The Future of the Internal Combustion Engine

A mechanical engineer starting her or his college education today could expect to be working until 2070.  Should they spend a lot of their education learning the principles of internal combustion engines?  If they do so will they be like someone who spent time mastering the technologies of the horse drawn carriage at the dawn of the auto age? People have made predictions about the end of the internal combustion engine, and the French minister of ecology has said that he sees the end of the sale of gasoline or diesel vehicles in France by 2040.   (Sorry, the article is in French.)  Is that likely?  The New York Times recently ran an article arguing that the internal combustion engine was “not dead yet.”  (Here is the obligatory link to the Monty Python sketch.)
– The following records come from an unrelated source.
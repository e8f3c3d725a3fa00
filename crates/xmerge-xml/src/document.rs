//! The mutable arena document.
//!
//! All nodes of a [`Document`] live in one vector and refer to each other by
//! [`NodeId`]. Detaching a node never frees its slot, so ids stay valid for
//! the lifetime of the document. Nodes never move between documents; a copy
//! is made with [`Document::import_node`] instead.

use crate::types::{Attribute, Element, NodeId, NodeKind, XML_NAMESPACE, XMLNS_NAMESPACE, XmlDeclaration};
use crate::{Error, Result};

#[derive(Debug, Clone)]
struct NodeData {
    kind: NodeKind,
    parent: Option<NodeId>,
    children: Vec<NodeId>,
}

/// A namespace-aware, mutable XML document.
#[derive(Debug, Clone)]
pub struct Document {
    /// Where the document came from (file path or label), used in diagnostics.
    origin: String,

    nodes: Vec<NodeData>,

    /// The `<?xml ...?>` declaration, if the source had one.
    pub declaration: Option<XmlDeclaration>,

    /// Raw DOCTYPE content, if the source had one.
    pub doctype: Option<String>,
}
The ideas of networks of practice, paradigms, and technological systems can help us to think about this.  For any successful, well established technology, there are a lot of people and organizations committed to that technology’s continuation.  The New York Times mentioned that Mazda has developed a technology for gasoline engines using principles analogous to diesel engines, which promises to be 20-30% more efficient than existing gasoline engines.  As one thinks about gasoline ICE technology versus battery technology, one thinks of all the components and systems that already exist for the ICE that require only incremental change, while there are many things that have to be developed from scratch or nearly so for battery powered cars.  Given the cost differential between electric and ICE cars, it takes a long time to make the electric car pay for itself.

 

We are apt to overstate how easy it is for a new technology to overtake an established one.  I worked in the electronics industry at IBM and there was a semiconductor technology that many people touted as the next big thing.  Some wags said “Gallium Arsenide is the technology of the future and always will be.”  So the morale of this story is that ME’s should still study principles of combustion.  A professor of mechanical engineering at MIT predicts that in 2050,  60% of cars will still have internal combustion engines.